First Match vs Best Match

Recruitment is tough. No matter how hard you try, there are always more requisitions that need to be filled. I have limited experience in talent acquisition but can sympathize. Year after year, businesses plan for a certain intake and invariably during the year shuffle those numbers. Once a requisition opens, you line up many many resumes for the initial review and are lucky if you land a hire call in the first ten. It is thus easy to understand why we end up with the first match vs the best match. We hire the first person who we feel can meet the expectations of the role and move on to the next open requisition. Usually, the first match for the role is not the best match for the role. Instead of hiring someone in the top quartile of the skill bracket, it is likely we end up with someone at the middle of the bracket. Yet, given the cost benefit trade-off, the focus on speed and volume is often the right decision.

Finding the best match requires comparing each potential future employee against every candidate in the pipeline vs only job expectations and cultural fit. For roles that need to deliver groundbreaking innovation, the first match may not be the right call. There is thus a need for a process that allows selection of the best candidate for the job vs the first candidate; a process that allows for comparison of candidates against the available talent pool.  Yet, my many hours of browsing the internet and conversations with colleagues has failed to unearth a mechanism to do so.

The closest process that I have come across so far is that of hiring ahead. This involves interviewing candidates before requisitions open.

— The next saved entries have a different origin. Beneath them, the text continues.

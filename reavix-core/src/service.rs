//! Request → response seam between an application and the server running it.
//! The built-in hyper transport drives any `Service`; other servers can too.

use async_trait::async_trait;

use crate::request::Request;
use crate::response::Response;

#[async_trait]
pub trait Service: Send + Sync {
    /// Handle one request. The returned response is always final.
    async fn call(&self, req: Request) -> Response;

    /// Whether `path` is bound to a WebSocket route.
    fn is_websocket(&self, _path: &str) -> bool {
        false
    }
}
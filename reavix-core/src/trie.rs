//! Segment trie for path templates: literal children plus at most one parameter child per node.
//!
//! Nodes live in an arena owned by the trie and refer to each other by [`NodeId`], so adding
//! children never invalidates ids handed out earlier.
//!
//! Matching is greedy: at every level a literal child whose label equals the segment wins over
//! the parameter child, and that choice is never revisited. Given `/a/b/c` and `/a/:x/d`,
//! the request `/a/b/d` does not match. Only one parameter name can exist at a given depth
//! under a given parent; a second template using another name at that position shares the
//! existing branch and captures under the first name.

use crate::security::RateLimit;
use crate::CoreError;

/// Leading character of a capture segment (`/users/:id`).
pub const PARAM_MARKER: char = ':';

/// Stable handle of a node inside a [`PathTrie`].
#[derive(Clone, Copy, Debug, PartialEq, Eq, Hash)]
pub struct NodeId(usize);

const ROOT: NodeId = NodeId(0);

/// One captured path parameter.
#[derive(Clone, Debug, PartialEq, Eq)]
pub struct PathParam {
    pub name: String,
    pub value: String,
}

impl PathParam {
    pub fn new(name: impl Into<String>, value: impl Into<String>) -> Self {
        Self {
            name: name.into(),
            value: value.into(),
        }
    }
}

#[derive(Debug)]
struct TrieNode<T> {
    label: String,
    literal_children: Vec<NodeId>,
    param_child: Option<NodeId>,
    value: Option<T>,
    rate_limit: Option<RateLimit>,
}

impl<T> TrieNode<T> {
    fn new(label: &str) -> Self {
        Self {
            label: label.to_owned(),
            literal_children: Vec::new(),
            param_child: None,
            value: None,
            rate_limit: None,
        }
    }
}

/// Successful match: the terminal value, captures in left-to-right order, and the node's rate limit.
#[derive(Debug)]
pub struct TrieMatch<'a, T> {
    pub value: &'a T,
    pub params: Vec<PathParam>,
    pub rate_limit: Option<&'a RateLimit>,
}

#[derive(Clone, Copy, Debug)]
enum Segment<'a> {
    Literal(&'a str),
    Param(&'a str),
}

/// Non-empty `/`-separated segments of `path`.
pub fn segments(path: &str) -> impl Iterator<Item = &str> {
    path.split('/').filter(|s| !s.is_empty())
}

fn parse_template(path: &str) -> Result<Vec<Segment<'_>>, CoreError> {
    segments(path)
        .map(|s| match s.strip_prefix(PARAM_MARKER) {
            Some("") => Err(CoreError::InvalidArgument(format!(
                "empty parameter name in {:?}",
                path
            ))),
            Some(name) => Ok(Segment::Param(name)),
            None => Ok(Segment::Literal(s)),
        })
        .collect()
}

#[derive(Debug)]
pub struct PathTrie<T> {
    nodes: Vec<TrieNode<T>>,
    len: usize,
}

impl<T> PathTrie<T> {
    pub fn new() -> Self {
        Self {
            nodes: vec![TrieNode::new("")],
            len: 0,
        }
    }

    fn node(&self, id: NodeId) -> &TrieNode<T> {
        &self.nodes[id.0]
    }

    fn node_mut(&mut self, id: NodeId) -> &mut TrieNode<T> {
        &mut self.nodes[id.0]
    }

    fn push(&mut self, label: &str) -> NodeId {
        self.nodes.push(TrieNode::new(label));
        NodeId(self.nodes.len() - 1)
    }

    fn literal_child(&self, parent: NodeId, label: &str) -> Option<NodeId> {
        self.node(parent)
            .literal_children
            .iter()
            .copied()
            .find(|&c| self.node(c).label == label)
    }

    fn param_child(&self, parent: NodeId) -> Option<NodeId> {
        self.node(parent).param_child
    }

    /// Insert `value` at `path`, creating missing nodes. Returns the value previously stored
    /// at that node, if any. The template is validated before anything is created, so a
    /// failed insert leaves the trie untouched.
    pub fn insert(&mut self, path: &str, value: T) -> Result<Option<T>, CoreError> {
        let template = parse_template(path)?;
        let mut current = ROOT;
        for segment in template {
            current = match segment {
                Segment::Literal(label) => match self.literal_child(current, label) {
                    Some(child) => child,
                    None => {
                        let child = self.push(label);
                        self.node_mut(current).literal_children.push(child);
                        child
                    }
                },
                Segment::Param(name) => match self.param_child(current) {
                    Some(child) => {
                        let existing = &self.node(child).label;
                        if existing != name {
                            tracing::warn!(
                                path,
                                existing = %existing,
                                requested = name,
                                "parameter branch already exists; sharing it under the existing name"
                            );
                        }
                        child
                    }
                    None => {
                        let child = self.push(name);
                        self.node_mut(current).param_child = Some(child);
                        child
                    }
                },
            };
        }
        let previous = self.node_mut(current).value.replace(value);
        if previous.is_none() {
            self.len += 1;
        }
        Ok(previous)
    }

    /// Node reached by following `path` as a template: `:name` segments take the parameter
    /// branch, everything else the literal branch.
    fn find_template(&self, path: &str) -> Option<NodeId> {
        let template = parse_template(path).ok()?;
        let mut current = ROOT;
        for segment in template {
            current = match segment {
                Segment::Literal(label) => self.literal_child(current, label)?,
                Segment::Param(_) => self.param_child(current)?,
            };
        }
        Some(current)
    }

    /// Value stored for a template, e.g. `get("/users/:id")`.
    pub fn get(&self, path: &str) -> Option<&T> {
        self.find_template(path)
            .and_then(|id| self.node(id).value.as_ref())
    }

    /// Attach a rate limit to the terminal node of a registered template.
    /// Returns false when the template has no value.
    pub fn set_rate_limit(&mut self, path: &str, limit: RateLimit) -> bool {
        match self.find_template(path) {
            Some(id) if self.node(id).value.is_some() => {
                self.node_mut(id).rate_limit = Some(limit);
                true
            }
            _ => false,
        }
    }

    /// Match a concrete request path.
    pub fn match_path(&self, path: &str) -> Option<TrieMatch<'_, T>> {
        let mut current = ROOT;
        let mut params = Vec::new();
        for segment in segments(path) {
            if let Some(child) = self.literal_child(current, segment) {
                current = child;
                continue;
            }
            let child = self.param_child(current)?;
            params.push(PathParam::new(self.node(child).label.as_str(), segment));
            current = child;
        }
        let node = self.node(current);
        node.value.as_ref().map(|value| TrieMatch {
            value,
            params,
            rate_limit: node.rate_limit.as_ref(),
        })
    }

    /// Number of terminal nodes (registered paths).
    pub fn len(&self) -> usize {
        self.len
    }

    pub fn is_empty(&self) -> bool {
        self.len == 0
    }

    /// Number of nodes including the root.
    pub fn node_count(&self) -> usize {
        self.nodes.len()
    }
}

impl<T> Default for PathTrie<T> {
    fn default() -> Self {
        Self::new()
    }
}

#[cfg(test)]
mod tests {
    use super::*;

    fn names<'m>(m: &'m TrieMatch<'_, u32>) -> Vec<(&'m str, &'m str)> {
        m.params
            .iter()
            .map(|p| (p.name.as_str(), p.value.as_str()))
            .collect()
    }

    #[test]
    fn empty_segments_collapse() {
        let mut t = PathTrie::new();
        t.insert("//api///users/", 1).unwrap();
        assert_eq!(*t.match_path("/api/users").unwrap().value, 1);
        assert_eq!(*t.match_path("api/users//").unwrap().value, 1);
        assert_eq!(t.node_count(), 3);
    }

    #[test]
    fn root_path_matches_root_node() {
        let mut t = PathTrie::new();
        assert!(t.match_path("/").is_none());
        t.insert("/", 7).unwrap();
        assert_eq!(*t.match_path("").unwrap().value, 7);
        assert_eq!(*t.match_path("///").unwrap().value, 7);
    }

    #[test]
    fn literal_beats_parameter() {
        let mut t = PathTrie::new();
        t.insert("/users/static", 1).unwrap();
        t.insert("/users/:id", 2).unwrap();

        let m = t.match_path("/users/static").unwrap();
        assert_eq!(*m.value, 1);
        assert!(m.params.is_empty());

        let m = t.match_path("/users/42").unwrap();
        assert_eq!(*m.value, 2);
        assert_eq!(names(&m), vec![("id", "42")]);
    }

    #[test]
    fn params_captured_in_order() {
        let mut t = PathTrie::new();
        t.insert("/a/:x/b/:y", 1).unwrap();
        let m = t.match_path("/a/1/b/2").unwrap();
        assert_eq!(names(&m), vec![("x", "1"), ("y", "2")]);
    }

    #[test]
    fn prefix_without_value_is_not_a_match() {
        let mut t = PathTrie::new();
        t.insert("/api/users/list", 1).unwrap();
        assert!(t.match_path("/api/users").is_none());
        assert!(t.match_path("/api/users/list/extra").is_none());
    }

    #[test]
    fn literal_choice_is_never_backtracked() {
        let mut t = PathTrie::new();
        t.insert("/a/b/c", 1).unwrap();
        t.insert("/a/:x/d", 2).unwrap();
        assert!(t.match_path("/a/b/d").is_none());
        assert_eq!(*t.match_path("/a/z/d").unwrap().value, 2);
    }

    #[test]
    fn second_parameter_name_shares_branch() {
        let mut t = PathTrie::new();
        t.insert("/users/:id", 1).unwrap();
        t.insert("/users/:name/posts", 2).unwrap();
        let m = t.match_path("/users/bob/posts").unwrap();
        assert_eq!(*m.value, 2);
        assert_eq!(names(&m), vec![("id", "bob")]);
    }

    #[test]
    fn reinsert_overwrites_without_new_leaf() {
        let mut t = PathTrie::new();
        assert_eq!(t.insert("/x", 1).unwrap(), None);
        assert_eq!(t.insert("/x", 2).unwrap(), Some(1));
        assert_eq!(t.len(), 1);
        assert_eq!(*t.match_path("/x").unwrap().value, 2);
    }

    #[test]
    fn empty_parameter_name_is_rejected_without_mutation() {
        let mut t: PathTrie<u32> = PathTrie::new();
        assert!(t.insert("/a/:/b", 1).is_err());
        assert_eq!(t.node_count(), 1);
        assert!(t.is_empty());
    }

    #[test]
    fn rate_limit_only_on_registered_templates() {
        let mut t = PathTrie::new();
        t.insert("/api/:id", 1).unwrap();
        let limit = RateLimit {
            requests_per_second: 5,
            burst: 10,
        };
        assert!(!t.set_rate_limit("/api", limit.clone()));
        assert!(t.set_rate_limit("/api/:id", limit.clone()));
        assert_eq!(t.match_path("/api/9").unwrap().rate_limit, Some(&limit));
        assert_eq!(t.get("/api/:id"), Some(&1));
    }
}
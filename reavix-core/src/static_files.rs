//! Static file handler: serves `<dir>/<:file>` via [`Response::send_file`].

use std::path::PathBuf;

use crate::pipeline::Handler;
use crate::request::Request;
use crate::response::Response;

/// Path param holding the file name.
pub const FILE_PARAM: &str = "file";
const INDEX_FILE: &str = "index.html";

#[derive(Clone, Debug)]
pub struct StaticFiles {
    dir: PathBuf,
}

impl StaticFiles {
    pub fn new(dir: impl Into<PathBuf>) -> Self {
        Self { dir: dir.into() }
    }

    pub fn dir(&self) -> &std::path::Path {
        &self.dir
    }

    /// File name is a single segment: no separators, no `..`, no hidden files.
    fn is_safe_name(name: &str) -> bool {
        !name.is_empty()
            && !name.starts_with('.')
            && !name.contains(['/', '\\'])
            && !name.contains("..")
    }
}

impl Handler for StaticFiles {
    fn handle(&self, req: &Request, res: &mut Response) {
        let name = req.param(FILE_PARAM).unwrap_or(INDEX_FILE);
        if !Self::is_safe_name(name) {
            tracing::warn!(file = name, "rejected static file name");
            res.send_error(404, "File not found");
            return;
        }
        res.send_file(self.dir.join(name));
    }
}

#[cfg(test)]
mod tests {
    use super::*;

    #[test]
    fn unsafe_names_are_rejected() {
        for name in ["", "..", "../etc", ".env", "a/b", "a\\b", "x..y"] {
            assert!(!StaticFiles::is_safe_name(name), "{name}");
        }
        for name in ["index.html", "app.js", "style.min.css"] {
            assert!(StaticFiles::is_safe_name(name), "{name}");
        }
    }

    #[test]
    fn traversal_answers_404_without_touching_disk() {
        let handler = StaticFiles::new("does-not-matter");
        let mut req = Request::new("GET", "/static/..");
        req.set_params(vec![crate::PathParam::new(FILE_PARAM, "..")]);
        let mut res = Response::new();
        handler.handle(&req, &mut res);
        assert_eq!(res.status(), 404);
        assert!(res.is_sent());
    }
}
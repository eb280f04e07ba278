//! Application: registers routes, middleware and plugins; dispatches requests and serves them.

use std::sync::Arc;

use async_trait::async_trait;

use crate::config::ServerConfig;
use crate::logging;
use crate::pipeline::{Handler, Middleware, Pipeline, Plugin};
use crate::plugins::{NegotiateCompression, RequestMetrics, SecurityHeaders};
use crate::request::Request;
use crate::response::Response;
use crate::router::Router;
use crate::security::{RateLimit, RateLimiter};
use crate::service::Service;
use crate::CoreError;

/// Method under which WebSocket routes are registered and dispatched.
pub const WS_METHOD: &str = "WS";

pub struct Application {
    router: Arc<Router>,
    pipeline: Pipeline,
    config: ServerConfig,
    metrics: Option<RequestMetrics>,
}

impl Application {
    /// Initializes the router with `config.max_routes` and installs the built-in plugins the
    /// config asks for: security headers, compression negotiation, request metrics (with tracing).
    pub fn new(config: ServerConfig) -> Result<Self, CoreError> {
        let router = Router::with_max_routes(config.max_routes)?;
        let mut pipeline = Pipeline::new();
        pipeline.set_not_found_message(config.not_found_message.clone());

        let security = &config.security;
        if security.cors.is_some()
            || security.hsts.is_some()
            || security.content_security_policy.is_some()
        {
            pipeline.add_plugin(SecurityHeaders::new(security.clone()));
        }
        if config.compression {
            pipeline.add_plugin(NegotiateCompression);
        }
        let metrics = config.log.tracing.then(RequestMetrics::new);
        if let Some(metrics) = &metrics {
            pipeline.add_plugin(metrics.clone());
        }

        Ok(Self {
            router: Arc::new(router),
            pipeline,
            config,
            metrics,
        })
    }

    pub fn route(
        &mut self,
        method: &str,
        path: &str,
        handler: impl Handler + 'static,
    ) -> Result<&mut Self, CoreError> {
        self.router.register(method, path, Arc::new(handler))?;
        Ok(self)
    }

    pub fn get(&mut self, path: &str, handler: impl Handler + 'static) -> Result<&mut Self, CoreError> {
        self.route("GET", path, handler)
    }

    pub fn post(&mut self, path: &str, handler: impl Handler + 'static) -> Result<&mut Self, CoreError> {
        self.route("POST", path, handler)
    }

    pub fn put(&mut self, path: &str, handler: impl Handler + 'static) -> Result<&mut Self, CoreError> {
        self.route("PUT", path, handler)
    }

    pub fn delete(&mut self, path: &str, handler: impl Handler + 'static) -> Result<&mut Self, CoreError> {
        self.route("DELETE", path, handler)
    }

    /// WebSocket route: the handler runs once per inbound text message, with the message as
    /// the body. Frames written with [`Response::ws_text`] go back to the client.
    pub fn ws(&mut self, path: &str, handler: impl Handler + 'static) -> Result<&mut Self, CoreError> {
        self.route(WS_METHOD, path, handler)
    }

    pub fn middleware(&mut self, middleware: impl Middleware + 'static) -> &mut Self {
        self.pipeline.add_middleware(middleware);
        self
    }

    pub fn plugin(&mut self, plugin: impl Plugin + 'static) -> &mut Self {
        self.pipeline.add_plugin(plugin);
        self
    }

    pub fn set_rate_limit(&mut self, method: &str, path: &str, limit: RateLimit) -> Result<&mut Self, CoreError> {
        self.router.set_rate_limit(method, path, limit)?;
        Ok(self)
    }

    pub fn set_rate_limiter(&mut self, limiter: impl RateLimiter + 'static) -> &mut Self {
        self.pipeline.set_rate_limiter(limiter);
        self
    }

    pub fn router(&self) -> &Router {
        &self.router
    }

    pub fn config(&self) -> &ServerConfig {
        &self.config
    }

    /// Request counter, present when tracing is enabled.
    pub fn metrics(&self) -> Option<&RequestMetrics> {
        self.metrics.as_ref()
    }

    pub fn has_ws_route(&self, path: &str) -> bool {
        self.router.match_route(WS_METHOD, path).is_some()
    }

    /// Dispatch one request through the pipeline. The returned response is always sent.
    pub fn handle(&self, mut req: Request) -> Response {
        if self.config.log.tracing && req.trace_id.is_none() {
            req.trace_id = Some(logging::new_trace_id());
        }
        let mut res = Response::new();
        self.pipeline.dispatch(&self.router, &mut req, &mut res);
        if !res.is_sent() {
            res.finish();
        }
        res
    }

    /// Install logging and serve on `config.host:config.port` until ctrl-c.
    pub fn run(self) -> Result<(), Box<dyn std::error::Error + Send + Sync>> {
        logging::init(&self.config.log);
        let addr = self.config.bind_address();
        crate::http::run(Arc::new(self), &addr)
    }
}

#[async_trait]
impl Service for Application {
    async fn call(&self, req: Request) -> Response {
        self.handle(req)
    }

    fn is_websocket(&self, path: &str) -> bool {
        self.has_ws_route(path)
    }
}
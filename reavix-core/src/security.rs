//! Security and rate-limit configuration.
//!
//! Only the configuration surface lives here. The header-based parts of [`SecurityPolicy`]
//! (CSP, HSTS, CORS) are applied by [`crate::plugins::SecurityHeaders`]. Rate limits and
//! CSRF checks are NOT enforced: [`RateLimiter`] is a seam for an external implementation
//! and the default [`NoRateLimit`] admits every request.

use serde::{Deserialize, Serialize};

use crate::Request;

/// Per-route limit, stored on the route's trie node.
#[derive(Clone, Debug, PartialEq, Eq, Deserialize, Serialize)]
pub struct RateLimit {
    pub requests_per_second: u32,
    pub burst: u32,
}

/// Decides whether a request on a rate-limited route may proceed.
pub trait RateLimiter: Send + Sync {
    fn check(&self, req: &Request, limit: &RateLimit) -> bool;
}

/// No-op limiter: admits everything. Enforcement is left to an external implementation.
#[derive(Clone, Copy, Debug, Default)]
pub struct NoRateLimit;

impl RateLimiter for NoRateLimit {
    fn check(&self, _req: &Request, _limit: &RateLimit) -> bool {
        true
    }
}

/// Global security policy.
#[derive(Clone, Debug, Default, Deserialize, Serialize)]
#[serde(default)]
pub struct SecurityPolicy {
    pub cors: Option<CorsPolicy>,
    pub csrf: Option<CsrfPolicy>,
    /// Value of the `Content-Security-Policy` header.
    pub content_security_policy: Option<String>,
    pub hsts: Option<HstsPolicy>,
}

#[derive(Clone, Debug, Deserialize, Serialize)]
#[serde(default)]
pub struct CorsPolicy {
    pub allow_origins: Vec<String>,
    pub allow_methods: Vec<String>,
    pub allow_headers: Vec<String>,
    pub allow_credentials: bool,
}

impl Default for CorsPolicy {
    fn default() -> Self {
        Self {
            allow_origins: vec!["*".to_string()],
            allow_methods: vec!["GET".to_string(), "POST".to_string()],
            allow_headers: Vec::new(),
            allow_credentials: false,
        }
    }
}

/// CSRF token settings. Configuration only; tokens are not verified by the core.
#[derive(Clone, Debug, Deserialize, Serialize)]
#[serde(default)]
pub struct CsrfPolicy {
    pub header_name: String,
    pub cookie_name: String,
}

impl Default for CsrfPolicy {
    fn default() -> Self {
        Self {
            header_name: "X-CSRF-Token".to_string(),
            cookie_name: "csrf_token".to_string(),
        }
    }
}

#[derive(Clone, Debug, Deserialize, Serialize)]
#[serde(default)]
pub struct HstsPolicy {
    pub max_age_secs: u64,
    pub include_subdomains: bool,
}

impl Default for HstsPolicy {
    fn default() -> Self {
        Self {
            max_age_secs: 31_536_000,
            include_subdomains: true,
        }
    }
}

impl HstsPolicy {
    /// `Strict-Transport-Security` header value.
    pub fn header_value(&self) -> String {
        if self.include_subdomains {
            format!("max-age={}; includeSubDomains", self.max_age_secs)
        } else {
            format!("max-age={}", self.max_age_secs)
        }
    }
}
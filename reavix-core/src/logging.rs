//! Console logging via `tracing`; request trace ids.

use tracing_subscriber::{layer::SubscriberExt, util::SubscriberInitExt, EnvFilter};

use crate::config::LogConfig;

/// Install the global subscriber. `RUST_LOG` wins over `config.level`.
/// Returns false if a subscriber was already installed (the call is then a no-op).
pub fn init(config: &LogConfig) -> bool {
    let filter = EnvFilter::try_from_default_env()
        .or_else(|_| EnvFilter::try_new(&config.level))
        .unwrap_or_else(|_| EnvFilter::new("info"));
    tracing_subscriber::registry()
        .with(filter)
        .with(tracing_subscriber::fmt::layer().with_ansi(config.colored))
        .try_init()
        .is_ok()
}

pub fn new_trace_id() -> String {
    uuid::Uuid::new_v4().to_string()
}

#[cfg(test)]
mod tests {
    use super::*;

    #[test]
    fn second_init_is_a_no_op() {
        let config = LogConfig::default();
        init(&config);
        assert!(!init(&config));
    }

    #[test]
    fn trace_ids_are_unique() {
        assert_ne!(new_trace_id(), new_trace_id());
        assert_eq!(new_trace_id().len(), 36);
    }
}
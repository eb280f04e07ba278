//! `reavix serve`: static files, a health check and a WebSocket echo.

use reavix_core::static_files::StaticFiles;
use reavix_core::{Application, CoreError, Request, Response, ServerConfig};

fn health(_req: &Request, res: &mut Response) {
    let body = serde_json::json!({
        "status": "ok",
        "version": env!("CARGO_PKG_VERSION"),
    });
    res.send_json(&body.to_string());
}

fn echo(req: &Request, res: &mut Response) {
    if let Err(e) = res.ws_text(req.body_str().unwrap_or_default()) {
        tracing::warn!(error = %e, "echo dropped");
    }
}

/// Application with the bundled routes:
/// `GET /`, `GET /static/:file`, `GET /health`, `WS /ws/echo`.
pub fn build_app(config: ServerConfig) -> Result<Application, CoreError> {
    let static_dir = config.static_dir.clone();
    let mut app = Application::new(config)?;
    app.get("/", StaticFiles::new(&static_dir))?
        .get("/static/:file", StaticFiles::new(&static_dir))?
        .get("/health", health)?
        .ws("/ws/echo", echo)?;
    Ok(app)
}
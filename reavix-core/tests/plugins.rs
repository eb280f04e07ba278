use reavix_core::plugins::{NegotiateCompression, RequestMetrics, SecurityHeaders};
use reavix_core::security::{CorsPolicy, HstsPolicy};
use reavix_core::{Application, Compression, Request, Response, SecurityPolicy, ServerConfig};

fn hello(_req: &Request, res: &mut Response) {
    res.send_json(r#"{"hello":"world"}"#);
}

fn app_with(config: ServerConfig) -> Application {
    let mut app = Application::new(config).unwrap();
    app.get("/hello", hello).unwrap();
    app
}

#[test]
fn compression_is_negotiated_when_enabled() {
    let config = ServerConfig {
        compression: true,
        ..ServerConfig::default()
    };
    let app = app_with(config);
    let res = app.handle(Request::new("GET", "/hello").with_header("Accept-Encoding", "gzip, br;q=0"));
    assert_eq!(res.header("Content-Encoding"), Some("gzip"));

    let res = app.handle(Request::new("GET", "/hello"));
    assert!(res.header("Content-Encoding").is_none());
}

#[test]
fn compression_is_off_by_default() {
    let app = app_with(ServerConfig::default());
    let res = app.handle(Request::new("GET", "/hello").with_header("Accept-Encoding", "br"));
    assert!(res.header("Content-Encoding").is_none());
    assert_eq!(res.body(), br#"{"hello":"world"}"#);
}

#[test]
fn negotiate_compression_prefers_brotli() {
    use reavix_core::Plugin;

    let mut req = Request::new("GET", "/").with_header("accept-encoding", "deflate, gzip, br");
    let mut res = Response::new();
    NegotiateCompression.before(&mut req, &mut res);
    assert_eq!(res.compression(), Compression::Brotli);
}

fn secured() -> ServerConfig {
    ServerConfig {
        security: SecurityPolicy {
            cors: Some(CorsPolicy {
                allow_origins: vec!["https://app.example".into()],
                allow_headers: vec!["Content-Type".into()],
                ..CorsPolicy::default()
            }),
            content_security_policy: Some("default-src 'self'".into()),
            hsts: Some(HstsPolicy::default()),
            ..SecurityPolicy::default()
        },
        ..ServerConfig::default()
    }
}

#[test]
fn security_headers_are_added_to_responses() {
    let app = app_with(secured());
    let res = app.handle(Request::new("GET", "/hello").with_header("Origin", "https://app.example"));
    assert_eq!(res.status(), 200);
    assert_eq!(res.header("Content-Security-Policy"), Some("default-src 'self'"));
    assert_eq!(
        res.header("Strict-Transport-Security"),
        Some("max-age=31536000; includeSubDomains")
    );
    assert_eq!(res.header("Access-Control-Allow-Origin"), Some("https://app.example"));
    assert_eq!(res.header("Vary"), Some("Origin"));
}

#[test]
fn foreign_origin_gets_no_cors_header() {
    let app = app_with(secured());
    let res = app.handle(Request::new("GET", "/hello").with_header("Origin", "https://evil.example"));
    assert!(res.header("Access-Control-Allow-Origin").is_none());
    assert!(res.header("Content-Security-Policy").is_some());
}

#[test]
fn handler_set_security_header_is_kept() {
    let mut app = Application::new(secured()).unwrap();
    app.get("/custom", |_req: &Request, res: &mut Response| {
        res.set_header("Content-Security-Policy", "none");
        res.send_json("{}");
    })
    .unwrap();
    let res = app.handle(Request::new("GET", "/custom"));
    assert_eq!(
        res.headers().get_all("Content-Security-Policy").collect::<Vec<_>>(),
        ["none"]
    );
}

#[test]
fn preflight_is_answered_without_a_route() {
    let app = app_with(secured());
    let res = app.handle(
        Request::new("OPTIONS", "/hello")
            .with_header("Origin", "https://app.example")
            .with_header("Access-Control-Request-Method", "POST"),
    );
    assert_eq!(res.status(), 204);
    assert_eq!(res.header("Access-Control-Allow-Methods"), Some("GET, POST"));
    assert_eq!(res.header("Access-Control-Allow-Headers"), Some("Content-Type"));
    assert_eq!(
        res.headers().get_all("Access-Control-Allow-Origin").count(),
        1
    );
}

#[test]
fn request_metrics_counts_across_clones() {
    let metrics = RequestMetrics::new();
    let mut config = ServerConfig::default();
    config.log.tracing = false;
    let mut app = app_with(config);
    app.plugin(metrics.clone());
    app.handle(Request::new("GET", "/hello"));
    app.handle(Request::new("GET", "/missing"));
    assert_eq!(metrics.handled(), 2);
}

#[test]
fn security_plugin_is_only_installed_when_configured() {
    let app = app_with(ServerConfig::default());
    let res = app.handle(Request::new("GET", "/hello"));
    assert!(res.header("Content-Security-Policy").is_none());
    assert!(res.header("Strict-Transport-Security").is_none());

    let req = Request::new("GET", "/hello");
    let mut res = Response::new();
    reavix_core::Plugin::after(&SecurityHeaders::new(SecurityPolicy::default()), &req, &mut res);
    assert!(res.headers().is_empty());
}

#[test]
fn websocket_messages_are_never_compressed() {
    let config = ServerConfig {
        compression: true,
        ..ServerConfig::default()
    };
    let mut app = Application::new(config).unwrap();
    app.ws("/ws", |req: &Request, res: &mut Response| {
        res.ws_text(req.body_str().unwrap_or_default()).unwrap();
    })
    .unwrap();
    let res = app.handle(
        Request::new("WS", "/ws")
            .with_header("Accept-Encoding", "gzip, deflate, br")
            .with_body("hi"),
    );
    assert_eq!(res.compression(), Compression::None);
    assert!(res.header("Content-Encoding").is_none());
    assert_eq!(res.body(), &[0x81, 2, b'h', b'i']);
}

Think of it as a certification of sorts that is valid for 12 months. These candidates go through an interview loop and instead of ending up with a job offer, are put on a list. The interview notes are available to the pool of hiring managers. As and when a requisition comes along, managers look at the assessment and an offer is rolled out with no additional interviews. Alternately, sometimes, the talent acquisition team discovers a diamond in the midst, reaches out to potential hiring managers, has a custom requisition opened and rolls out an offer. The ‘hire ahead’ process comes with a lot of open questions, potential roadblocks and naysayers, yet when it comes to finding the best match, it is the only process that I am aware of.

Of course, my search continues. There must be someone out there with a better idea; someone who has found a way around this. If you know of one, let me know and if I discover something, goes without saying – I will let you know.